The National Board for Professional Teaching Standards, facing up to increased pressure to prove it can make a difference in schools, last week outlined plans for 22 new studies examining how its certification process affects the quality of teaching and learning.
The multimillion-dollar research program is a first for the Arlington, Va.- based group, which was set up in 1987 to establish a voluntary process of advanced certification for teachers, much like the medical profession has for doctors. Since then, the board has certified 16,444 teachers across the country. More than half the states and hundreds of school districts offer financial incentives to encourage even more teachers to seek the board’s seal of approval.
Only a handful of studies, however, have taken a hard look at what happens in the schools and classrooms of the teachers who complete the yearlong certification process. (“National Board Is Pressed to Prove Certified Teachers Make Difference,” Jan. 30, 2002.)
Even fewer have examined what some policymakers are beginning to see as the key question justifying any education innovation: Does it bring about improvements in student achievement?
“We want to answer that,” said Betty Castor, the board’s president. “We think we know the answer, but we want some independent verification.”
To find its answers, the group has set aside $6.6 million of its federal funds to pay for the studies and is working to persuade private donors to pitch in more. Ranging in cost from $52,000 to nearly $1 million, the investigations examine a wide range of effects—and potential effects—of the board’s certification system.
Four studies, for example, draw on student data from Florida, North Carolina, and Los Angeles, to see whether students learn more in the classrooms of board-certified teachers. Two more are looking at whether the program has a “spillover” effect in schools that enroll large numbers of poor children who score low on standardized tests.
“Much of the research is concentrated on individual teachers, and we want to see if a reasonable concentration of these teachers can make a difference schoolwide,” said Daniel C. Humphrey, a senior policy analyst at SRI International in Menlo Park, Calif., and the lead researcher on that study.

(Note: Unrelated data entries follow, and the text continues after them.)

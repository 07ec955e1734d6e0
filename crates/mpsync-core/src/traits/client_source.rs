// # Client Source Trait
//
// Defines the interface for fetching network clients from the upstream
// network-management platform.
//
// ## Implementations
//
// - Meraki Dashboard API: `mpsync-source-meraki` crate
//
// ## Usage
//
// ```rust,ignore
// use mpsync_core::ClientSource;
//
// #[tokio::main]
// async fn main() -> anyhow::Result<()> {
//     let source = /* ClientSource implementation */;
//
//     for network in source.list_networks("123456").await? {
//         let clients = source.list_clients(&network.id, 86_400).await?;
//         println!("{}: {} clients", network.name, clients.len());
//     }
//
//     Ok(())
// }
// ```

use async_trait::async_trait;
use serde::{Deserialize, Serialize};

/// A network partition of the upstream organization
#[derive(Debug, Clone, PartialEq, Eq, Serialize, Deserialize)]
pub struct Network {
    /// Network identifier
    pub id: String,
    /// Human-readable network name
    pub name: String,
}

impl Network {
    /// Create a network entry
    pub fn new(id: impl Into<String>, name: impl Into<String>) -> Self {
        Self {
            id: id.into(),
            name: name.into(),
        }
    }
}

/// A client as reported by the upstream platform
///
/// All attributes are optional because the upstream API omits them freely.
/// Records are re-fetched every pass and never persisted.
#[derive(Debug, Clone, Default, PartialEq, Eq, Serialize, Deserialize)]
pub struct ClientRecord {
    /// Upstream client identifier
    pub id: Option<String>,
    /// Display name configured by an operator
    pub description: Option<String>,
    /// Hostname reported by the client itself (e.g. via DHCP)
    pub hostname_hint: Option<String>,
    /// Hardware address
    pub mac: Option<String>,
    /// IP address the client is currently using
    pub observed_ip: Option<String>,
    /// Reserved IP address, if a fixed assignment exists
    pub fixed_ip: Option<String>,
    /// Network the client was fetched from (filled in by the session)
    pub network_id: Option<String>,
}

impl ClientRecord {
    /// Create a client record with the given identifier
    pub fn new(id: impl Into<String>) -> Self {
        Self {
            id: Some(id.into()),
            ..Self::default()
        }
    }

    /// Set the display name
    pub fn with_description(mut self, description: impl Into<String>) -> Self {
        self.description = Some(description.into());
        self
    }

    /// Set the hostname hint
    pub fn with_hostname_hint(mut self, hint: impl Into<String>) -> Self {
        self.hostname_hint = Some(hint.into());
        self
    }

    /// Set the hardware address
    pub fn with_mac(mut self, mac: impl Into<String>) -> Self {
        self.mac = Some(mac.into());
        self
    }

    /// Set the currently observed IP
    pub fn with_observed_ip(mut self, ip: impl Into<String>) -> Self {
        self.observed_ip = Some(ip.into());
        self
    }

    /// Set the fixed IP assignment
    pub fn with_fixed_ip(mut self, ip: impl Into<String>) -> Self {
        self.fixed_ip = Some(ip.into());
        self
    }

    /// Set both the fixed and observed IP to the same address
    pub fn with_reserved_ip(self, ip: impl Into<String>) -> Self {
        let ip = ip.into();
        self.with_fixed_ip(ip.clone()).with_observed_ip(ip)
    }
}

/// Trait for client source implementations
///
/// Implementations wrap a single upstream API and must be thread-safe.
///
/// # Error Contract
///
/// Rate limiting and temporary unavailability MUST be reported as
/// [`crate::Error::TransientUpstream`]; authentication failures as
/// [`crate::Error::Authentication`]. The retry decorator only retries the
/// transient variant, so misclassifying an error either hides a permanent
/// failure behind retries or gives up on a recoverable one.
///
/// Implementations must not retry on their own; see
/// [`crate::retry::RetryingClientSource`].
#[async_trait]
pub trait ClientSource: Send + Sync {
    /// List all networks of an organization
    ///
    /// # Parameters
    ///
    /// - `org_id`: Organization identifier
    ///
    /// # Returns
    ///
    /// - `Ok(Vec<Network>)`: Every network of the organization (may be empty)
    /// - `Err(Error)`: If the request failed
    async fn list_networks(&self, org_id: &str) -> Result<Vec<Network>, crate::Error>;

    /// List clients seen on a network within a time window
    ///
    /// # Parameters
    ///
    /// - `network_id`: Network identifier
    /// - `timespan_secs`: Look-back window in seconds
    ///
    /// # Returns
    ///
    /// - `Ok(Vec<ClientRecord>)`: The complete client list (all pages)
    /// - `Err(Error)`: If any request failed; partial lists are never returned
    async fn list_clients(
        &self,
        network_id: &str,
        timespan_secs: u64,
    ) -> Result<Vec<ClientRecord>, crate::Error>;

    /// Get the source name (for logging/debugging)
    fn source_name(&self) -> &'static str;
}

/// Helper trait for constructing client sources from configuration
pub trait ClientSourceFactory: Send + Sync {
    /// Create a ClientSource instance from configuration
    fn create(
        &self,
        config: &crate::config::ClientSourceConfig,
    ) -> Result<Box<dyn ClientSource>, crate::Error>;
}
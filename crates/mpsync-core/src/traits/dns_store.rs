// # DNS Record Store Trait
//
// Defines the interface to the sink-hole DNS service holding the custom
// hostname → IP records.
//
// ## Implementations
//
// - Pi-hole v6: `mpsync-sink-pihole` crate
//
// ## Usage
//
// ```rust,ignore
// use mpsync_core::DnsRecordStore;
//
// #[tokio::main]
// async fn main() -> anyhow::Result<()> {
//     let store = /* DnsRecordStore implementation */;
//
//     store.add_record("printer.lan", "10.0.0.2".parse()?).await?;
//     let records = store.list_records().await?;
//     assert_eq!(records.get("printer.lan"), Some(&"10.0.0.2".parse()?));
//
//     Ok(())
// }
// ```

use async_trait::async_trait;
use std::collections::BTreeMap;
use std::net::IpAddr;

/// Domain → IP mapping, ordered by domain
///
/// Ordering keeps plans, logs and tests reproducible.
pub type RecordSet = BTreeMap<String, IpAddr>;

/// Trait for DNS record store implementations
///
/// # Trust Level: Untrusted
///
/// Stores execute single API calls and report the result. They never decide
/// which records should exist, never retry and never filter by suffix: scoping
/// is enforced by the core so that unrelated records stay untouched no matter
/// what a store returns.
#[async_trait]
pub trait DnsRecordStore: Send + Sync {
    /// List every custom record the service holds
    ///
    /// Domains are returned lowercased.
    async fn list_records(&self) -> Result<RecordSet, crate::Error>;

    /// Create a record
    ///
    /// # Parameters
    ///
    /// - `domain`: Fully-qualified domain name
    /// - `ip`: Address the name should resolve to
    async fn add_record(&self, domain: &str, ip: IpAddr) -> Result<(), crate::Error>;

    /// Delete a record
    ///
    /// # Idempotency
    ///
    /// Deleting a record that does not exist MUST succeed, so that a pass
    /// retried after a partial failure converges instead of failing again.
    async fn delete_record(&self, domain: &str, ip: IpAddr) -> Result<(), crate::Error>;

    /// Get the store name (for logging/debugging)
    fn store_name(&self) -> &'static str;
}

/// Helper trait for constructing record stores from configuration
pub trait DnsRecordStoreFactory: Send + Sync {
    /// Create a DnsRecordStore instance from configuration
    fn create(
        &self,
        config: &crate::config::DnsStoreConfig,
    ) -> Result<Box<dyn DnsRecordStore>, crate::Error>;
}
//! Environment configuration for the daemon
//!
//! Everything is read once at startup through a lookup function so the
//! parsing can be tested without touching the process environment.

use anyhow::{Result, bail};
use mpsync_core::{ClientSourceConfig, DnsStoreConfig, EngineConfig, SyncConfig};
use std::net::SocketAddr;
use tracing::Level;

pub const ENV_MERAKI_API_KEY: &str = "MERAKI_API_KEY";
pub const ENV_MERAKI_ORG_ID: &str = "MERAKI_ORG_ID";
pub const ENV_MERAKI_NETWORK_IDS: &str = "MERAKI_NETWORK_IDS";
pub const ENV_MERAKI_CLIENT_TIMESPAN: &str = "MERAKI_CLIENT_TIMESPAN_SECONDS";
pub const ENV_MERAKI_API_BASE_URL: &str = "MERAKI_API_BASE_URL";
pub const ENV_PIHOLE_API_URL: &str = "PIHOLE_API_URL";
pub const ENV_PIHOLE_API_KEY: &str = "PIHOLE_API_KEY";
pub const ENV_HOSTNAME_SUFFIX: &str = "HOSTNAME_SUFFIX";
pub const ENV_SYNC_INTERVAL: &str = "SYNC_INTERVAL_SECONDS";
pub const ENV_LOG_LEVEL: &str = "LOG_LEVEL";
pub const ENV_MODE: &str = "MPSYNC_MODE";
pub const ENV_RUN_ONCE: &str = "MPSYNC_RUN_ONCE";
pub const ENV_HTTP_ADDR: &str = "MPSYNC_HTTP_ADDR";
pub const ENV_HISTORY_CAPACITY: &str = "MPSYNC_HISTORY_CAPACITY";
pub const ENV_PURGE_ON_EMPTY: &str = "MPSYNC_PURGE_ON_EMPTY";
pub const ENV_MAX_FETCH_ATTEMPTS: &str = "MPSYNC_MAX_FETCH_ATTEMPTS";

const DEFAULT_TIMESPAN_SECS: u64 = 86_400;
const DEFAULT_HTTP_ADDR: &str = "0.0.0.0:8080";

const MANDATORY_VARS: [(&str, &str); 4] = [
    (ENV_MERAKI_API_KEY, "Meraki API Key"),
    (ENV_MERAKI_ORG_ID, "Meraki Organization ID"),
    (ENV_PIHOLE_API_URL, "Pi-hole API URL"),
    (ENV_HOSTNAME_SUFFIX, "Hostname Suffix"),
];

const EXAMPLE_SUFFIXES: [&str; 4] = [
    ".LOCAL",
    ".YOURDOMAIN.LOCAL",
    ".YOURCUSTOMDOMAIN.LOCAL",
    "YOUR_HOSTNAME_SUFFIX",
];

/// Daemon configuration
#[derive(Debug)]
pub struct DaemonConfig {
    /// Resolved engine configuration
    pub sync: SyncConfig,

    pub log_level: Level,

    /// Status API bind address; `None` disables the API
    pub http_addr: Option<SocketAddr>,

    /// Run one pass and exit
    pub run_once: bool,

    /// Problems worth a warning, logged once tracing is up
    pub warnings: Vec<String>,
}

impl DaemonConfig {
    /// Load configuration from the process environment
    pub fn from_env() -> Result<Self> {
        Self::from_lookup(|name| std::env::var(name).ok())
    }

    /// Load configuration from an arbitrary variable lookup
    pub fn from_lookup<F>(lookup: F) -> Result<Self>
    where
        F: Fn(&str) -> Option<String>,
    {
        let get = |name: &str| {
            lookup(name)
                .map(|v| v.trim().to_string())
                .filter(|v| !v.is_empty())
        };
        let mut warnings = Vec::new();

        let missing: Vec<String> = MANDATORY_VARS
            .iter()
            .filter(|(name, _)| get(*name).is_none())
            .map(|(name, desc)| format!("{} ({})", desc, name))
            .collect();
        if !missing.is_empty() {
            bail!(
                "Missing mandatory environment variables: {}",
                missing.join(", ")
            );
        }

        let api_key = get(ENV_MERAKI_API_KEY).unwrap_or_default();
        let org_id = get(ENV_MERAKI_ORG_ID).unwrap_or_default();
        let pihole_url = get(ENV_PIHOLE_API_URL).unwrap_or_default();
        let suffix = get(ENV_HOSTNAME_SUFFIX).unwrap_or_default().to_lowercase();

        if org_id.eq_ignore_ascii_case("YOUR_MERAKI_ORGANIZATION_ID") {
            bail!("Placeholder value detected for {}", ENV_MERAKI_ORG_ID);
        }
        let url_upper = pihole_url.to_uppercase();
        if url_upper == "YOUR_PIHOLE_API_URL" || url_upper.contains("YOUR_PIHOLE_IP_OR_HOSTNAME") {
            bail!("Placeholder value detected for {}", ENV_PIHOLE_API_URL);
        }
        if EXAMPLE_SUFFIXES.contains(&suffix.to_uppercase().as_str()) {
            warnings.push(format!(
                "Possible example/placeholder value detected for {} ('{}'). \
                 Ensure this is your intended suffix.",
                ENV_HOSTNAME_SUFFIX, suffix
            ));
        }

        let network_ids: Vec<String> = get(ENV_MERAKI_NETWORK_IDS)
            .unwrap_or_default()
            .split(',')
            .map(|s| s.trim().to_string())
            .filter(|s| !s.is_empty())
            .collect();

        let client_timespan_secs = match get(ENV_MERAKI_CLIENT_TIMESPAN) {
            None => DEFAULT_TIMESPAN_SECS,
            Some(raw) => match raw.parse::<u64>() {
                Ok(secs) if secs > 0 => secs,
                _ => {
                    warnings.push(format!(
                        "Invalid value for {}: '{}'. Using default {} seconds (24 hours).",
                        ENV_MERAKI_CLIENT_TIMESPAN, raw, DEFAULT_TIMESPAN_SECS
                    ));
                    DEFAULT_TIMESPAN_SECS
                }
            },
        };

        let dry_run = match get(ENV_MODE).map(|m| m.to_lowercase()).as_deref() {
            None | Some("live") => false,
            Some("dry-run") => true,
            Some(other) => bail!(
                "{} '{}' is not valid. Valid modes: live, dry-run",
                ENV_MODE,
                other
            ),
        };

        let defaults = EngineConfig::default();
        let engine = EngineConfig {
            max_fetch_attempts: parse_or(&get, ENV_MAX_FETCH_ATTEMPTS, defaults.max_fetch_attempts)?,
            sync_interval_secs: parse_or(&get, ENV_SYNC_INTERVAL, defaults.sync_interval_secs)?,
            history_capacity: parse_or(&get, ENV_HISTORY_CAPACITY, defaults.history_capacity)?,
            purge_on_empty: parse_flag(&get, ENV_PURGE_ON_EMPTY)?,
            ..defaults
        };

        let log_level = match get(ENV_LOG_LEVEL)
            .unwrap_or_else(|| "info".to_string())
            .to_lowercase()
            .as_str()
        {
            "trace" => Level::TRACE,
            "debug" => Level::DEBUG,
            "info" => Level::INFO,
            "warn" | "warning" => Level::WARN,
            "error" => Level::ERROR,
            other => bail!(
                "{} '{}' is not valid. Valid levels: trace, debug, info, warn, error",
                ENV_LOG_LEVEL,
                other
            ),
        };

        let http_addr = match get(ENV_HTTP_ADDR).as_deref() {
            Some("off") => None,
            Some(addr) => Some(parse_addr(addr)?),
            None => Some(parse_addr(DEFAULT_HTTP_ADDR)?),
        };

        let sync = SyncConfig::new(
            ClientSourceConfig::Meraki {
                api_key,
                base_url: get(ENV_MERAKI_API_BASE_URL),
            },
            DnsStoreConfig::Pihole {
                url: pihole_url,
                password: get(ENV_PIHOLE_API_KEY),
                dry_run,
            },
            org_id,
            suffix,
        )
        .with_network_ids(network_ids)
        .with_engine(engine);
        let sync = SyncConfig {
            client_timespan_secs,
            ..sync
        };

        sync.validate()?;

        Ok(Self {
            sync,
            log_level,
            http_addr,
            run_once: parse_flag(&get, ENV_RUN_ONCE)?,
            warnings,
        })
    }
}

fn parse_or<G, T>(get: &G, name: &str, default: T) -> Result<T>
where
    G: Fn(&str) -> Option<String>,
    T: std::str::FromStr,
{
    match get(name) {
        None => Ok(default),
        Some(raw) => match raw.parse() {
            Ok(value) => Ok(value),
            Err(_) => bail!("{} must be a non-negative integer. Got: {}", name, raw),
        },
    }
}

fn parse_flag<G>(get: &G, name: &str) -> Result<bool>
where
    G: Fn(&str) -> Option<String>,
{
    match get(name).map(|v| v.to_lowercase()).as_deref() {
        None | Some("0" | "false" | "no" | "off") => Ok(false),
        Some("1" | "true" | "yes" | "on") => Ok(true),
        Some(other) => bail!("{} must be true or false. Got: {}", name, other),
    }
}

fn parse_addr(raw: &str) -> Result<SocketAddr> {
    match raw.parse() {
        Ok(addr) => Ok(addr),
        Err(_) => bail!(
            "{} must be a socket address like {} or 'off'. Got: {}",
            ENV_HTTP_ADDR,
            DEFAULT_HTTP_ADDR,
            raw
        ),
    }
}

#[cfg(test)]
mod tests {
    use super::*;
    use std::collections::HashMap;

    fn base_env() -> HashMap<&'static str, String> {
        HashMap::from([
            (ENV_MERAKI_API_KEY, "key".to_string()),
            (ENV_MERAKI_ORG_ID, "123456".to_string()),
            (ENV_PIHOLE_API_URL, "http://pi.hole".to_string()),
            (ENV_PIHOLE_API_KEY, "secret".to_string()),
            (ENV_HOSTNAME_SUFFIX, ".Lan".to_string()),
        ])
    }

    fn load(env: &HashMap<&'static str, String>) -> Result<DaemonConfig> {
        DaemonConfig::from_lookup(|name| env.get(name).cloned())
    }

    #[test]
    fn defaults_are_applied() {
        let config = load(&base_env()).unwrap();

        assert_eq!(config.sync.hostname_suffix, ".lan");
        assert_eq!(config.sync.client_timespan_secs, 86_400);
        assert_eq!(config.sync.engine.sync_interval_secs, 300);
        assert!(config.sync.network_ids.is_empty());
        assert_eq!(config.log_level, Level::INFO);
        assert_eq!(config.http_addr, Some("0.0.0.0:8080".parse().unwrap()));
        assert!(!config.run_once);
        assert!(config.warnings.is_empty());
        assert!(matches!(
            config.sync.store,
            DnsStoreConfig::Pihole { dry_run: false, ref password, .. } if password.as_deref() == Some("secret")
        ));
    }

    #[test]
    fn missing_variables_are_all_listed() {
        let mut env = base_env();
        env.remove(ENV_MERAKI_API_KEY);
        env.insert(ENV_HOSTNAME_SUFFIX, "  ".to_string());

        let err = load(&env).unwrap_err().to_string();
        assert!(err.contains(ENV_MERAKI_API_KEY));
        assert!(err.contains(ENV_HOSTNAME_SUFFIX));
        assert!(!err.contains(ENV_MERAKI_ORG_ID));
    }

    #[test]
    fn pihole_password_is_optional() {
        let mut env = base_env();
        env.remove(ENV_PIHOLE_API_KEY);

        let config = load(&env).unwrap();
        assert!(matches!(config.sync.store, DnsStoreConfig::Pihole { password: None, .. }));
    }

    #[test]
    fn placeholders_are_rejected() {
        let mut env = base_env();
        env.insert(ENV_MERAKI_ORG_ID, "your_meraki_organization_id".to_string());
        assert!(load(&env).is_err());

        let mut env = base_env();
        env.insert(ENV_PIHOLE_API_URL, "http://YOUR_PIHOLE_IP_OR_HOSTNAME".to_string());
        assert!(load(&env).is_err());
    }

    #[test]
    fn example_suffix_only_warns() {
        let mut env = base_env();
        env.insert(ENV_HOSTNAME_SUFFIX, ".local".to_string());

        let config = load(&env).unwrap();
        assert_eq!(config.warnings.len(), 1);
        assert!(config.warnings[0].contains(ENV_HOSTNAME_SUFFIX));
    }

    #[test]
    fn invalid_timespan_falls_back_to_default() {
        let mut env = base_env();
        env.insert(ENV_MERAKI_CLIENT_TIMESPAN, "a day".to_string());

        let config = load(&env).unwrap();
        assert_eq!(config.sync.client_timespan_secs, 86_400);
        assert_eq!(config.warnings.len(), 1);
    }

    #[test]
    fn optional_settings_are_parsed() {
        let mut env = base_env();
        env.insert(ENV_MERAKI_NETWORK_IDS, "N_1, N_2,,".to_string());
        env.insert(ENV_MERAKI_CLIENT_TIMESPAN, "3600".to_string());
        env.insert(ENV_SYNC_INTERVAL, "60".to_string());
        env.insert(ENV_MODE, "DRY-RUN".to_string());
        env.insert(ENV_RUN_ONCE, "true".to_string());
        env.insert(ENV_HTTP_ADDR, "off".to_string());
        env.insert(ENV_PURGE_ON_EMPTY, "yes".to_string());
        env.insert(ENV_LOG_LEVEL, "DEBUG".to_string());

        let config = load(&env).unwrap();
        assert_eq!(config.sync.network_ids, vec!["N_1", "N_2"]);
        assert_eq!(config.sync.client_timespan_secs, 3600);
        assert_eq!(config.sync.engine.sync_interval_secs, 60);
        assert!(config.sync.engine.purge_on_empty);
        assert!(config.run_once);
        assert_eq!(config.http_addr, None);
        assert_eq!(config.log_level, Level::DEBUG);
        assert!(matches!(config.sync.store, DnsStoreConfig::Pihole { dry_run: true, .. }));
    }

    #[test]
    fn invalid_values_are_rejected() {
        for (name, value) in [
            (ENV_SYNC_INTERVAL, "0"),
            (ENV_SYNC_INTERVAL, "soon"),
            (ENV_MODE, "yolo"),
            (ENV_LOG_LEVEL, "verbose"),
            (ENV_HTTP_ADDR, "localhost"),
            (ENV_RUN_ONCE, "maybe"),
            (ENV_MAX_FETCH_ATTEMPTS, "0"),
            (ENV_PIHOLE_API_URL, "pi.hole"),
        ] {
            let mut env = base_env();
            env.insert(name, value.to_string());
            assert!(load(&env).is_err(), "{}={} should be rejected", name, value);
        }
    }
}
//! Pass scheduling
//!
//! Passes are serialized through a single async gate. Scheduled passes wait
//! for the gate; manual triggers are rejected while it is held. Shutdown is
//! only observed between passes.

use crate::error::{Error, Result};
use crate::outcome::SyncOutcome;
use crate::session::SyncSession;
use crate::state::PublishedState;
use std::future::Future;
use std::sync::Arc;
use std::time::Duration;
use tokio::sync::{Mutex, watch};
use tokio::task::JoinHandle;
use tokio::time::Instant;
use tracing::{debug, info};

/// Runs a session periodically
pub struct SyncScheduler {
    handle: SchedulerHandle,
}

/// Cloneable control surface for a running scheduler
#[derive(Clone)]
pub struct SchedulerHandle {
    session: Arc<SyncSession>,
    gate: Arc<Mutex<()>>,
    interval: Arc<watch::Sender<Duration>>,
}

impl SyncScheduler {
    /// Create a scheduler running `session` every `interval`
    pub fn new(session: Arc<SyncSession>, interval: Duration) -> Self {
        let (interval, _) = watch::channel(interval);
        Self {
            handle: SchedulerHandle {
                session,
                gate: Arc::new(Mutex::new(())),
                interval: Arc::new(interval),
            },
        }
    }

    /// Control handle
    pub fn handle(&self) -> SchedulerHandle {
        self.handle.clone()
    }

    /// Run passes until `shutdown` resolves
    ///
    /// The first pass starts immediately. The next one is due one interval
    /// after the previous pass finished; changing the interval moves the
    /// pending deadline.
    pub async fn run<F>(&self, shutdown: F)
    where
        F: Future<Output = ()>,
    {
        let mut interval_rx = self.handle.interval.subscribe();
        tokio::pin!(shutdown);

        info!(interval = ?*interval_rx.borrow(), "Scheduler started");

        loop {
            self.handle.run_queued().await;
            let finished = Instant::now();

            let wait = *interval_rx.borrow_and_update();
            let sleep = tokio::time::sleep_until(finished + wait);
            tokio::pin!(sleep);
            debug!(next_in = ?wait, "Waiting for next pass");

            loop {
                tokio::select! {
                    _ = &mut shutdown => {
                        info!("Shutdown signal received, scheduler stopped");
                        return;
                    }
                    _ = &mut sleep => break,
                    changed = interval_rx.changed() => {
                        if changed.is_err() {
                            continue;
                        }
                        let wait = *interval_rx.borrow_and_update();
                        info!(interval = ?wait, "Sync interval changed");
                        sleep.as_mut().reset(finished + wait);
                    }
                }
            }
        }
    }
}

impl SchedulerHandle {
    /// Start a pass now
    ///
    /// # Errors
    ///
    /// [`Error::SyncInProgress`] when a pass currently holds the gate.
    pub fn trigger(&self) -> Result<JoinHandle<SyncOutcome>> {
        let guard = Arc::clone(&self.gate)
            .try_lock_owned()
            .map_err(|_| Error::SyncInProgress)?;
        let session = Arc::clone(&self.session);

        info!("Manual sync triggered");
        Ok(tokio::spawn(async move {
            let _guard = guard;
            session.run().await
        }))
    }

    /// Change the delay between passes
    ///
    /// # Errors
    ///
    /// [`Error::Config`] for a zero interval.
    pub fn set_interval(&self, interval: Duration) -> Result<()> {
        if interval.is_zero() {
            return Err(Error::config("sync interval must be greater than zero"));
        }
        self.interval.send_replace(interval);
        Ok(())
    }

    /// Current delay between passes
    pub fn interval(&self) -> Duration {
        *self.interval.borrow()
    }

    /// Whether a pass is in flight
    pub fn is_running(&self) -> bool {
        self.gate.try_lock().is_err()
    }

    /// Latest published state
    pub fn state(&self) -> Arc<PublishedState> {
        self.session.publisher().latest()
    }

    async fn run_queued(&self) -> SyncOutcome {
        let _guard = self.gate.lock().await;
        self.session.run().await
    }
}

Another pair of studies also take a look at the program’s shortcomings. A major criticism of the organization, for example, has been that it certifies too few minority teachers— only 7 percent, or 1,153, of the teachers certified by the board are nonwhite. Minority teachers, meanwhile, make up 15.6 percent of the public school ranks and 10.5 percent of the private school ones. Those studies are looking for the causes of that imbalance and testing out ways to help more minority teachers earn certification.
Arm’s-Length Scrutiny?
To create some distance between itself and the researchers, the board hired the Santa Monica, Calif.- based RAND Corp. to vet the winning research designs from an original group of 109 proposals.
Some researchers, however, wondered whether the process was sufficiently “arm’s length” to keep any bias from creeping into the research.
“It’s good that the board is doing research on board certification,” said Michael Podgursky, a professor who chairs the economics department at the University of Missouri-Columbia. “We need more research, but we also need more arm’s-length research.”
Ann E. Harman, the board’s director of research, said such criticisms were not unexpected. “We know that there are people out there who, regardless of the quality of the research design or the significance of the questions, will still say the board funded this,” she said. “But we think that’s our professional responsibility, and we don’t apologize for it. We think it’s significant that this is an organization that puts its money where its mouth is.”
A full list of the research projects under way is available at the board’s Web site at www.nbpts.org.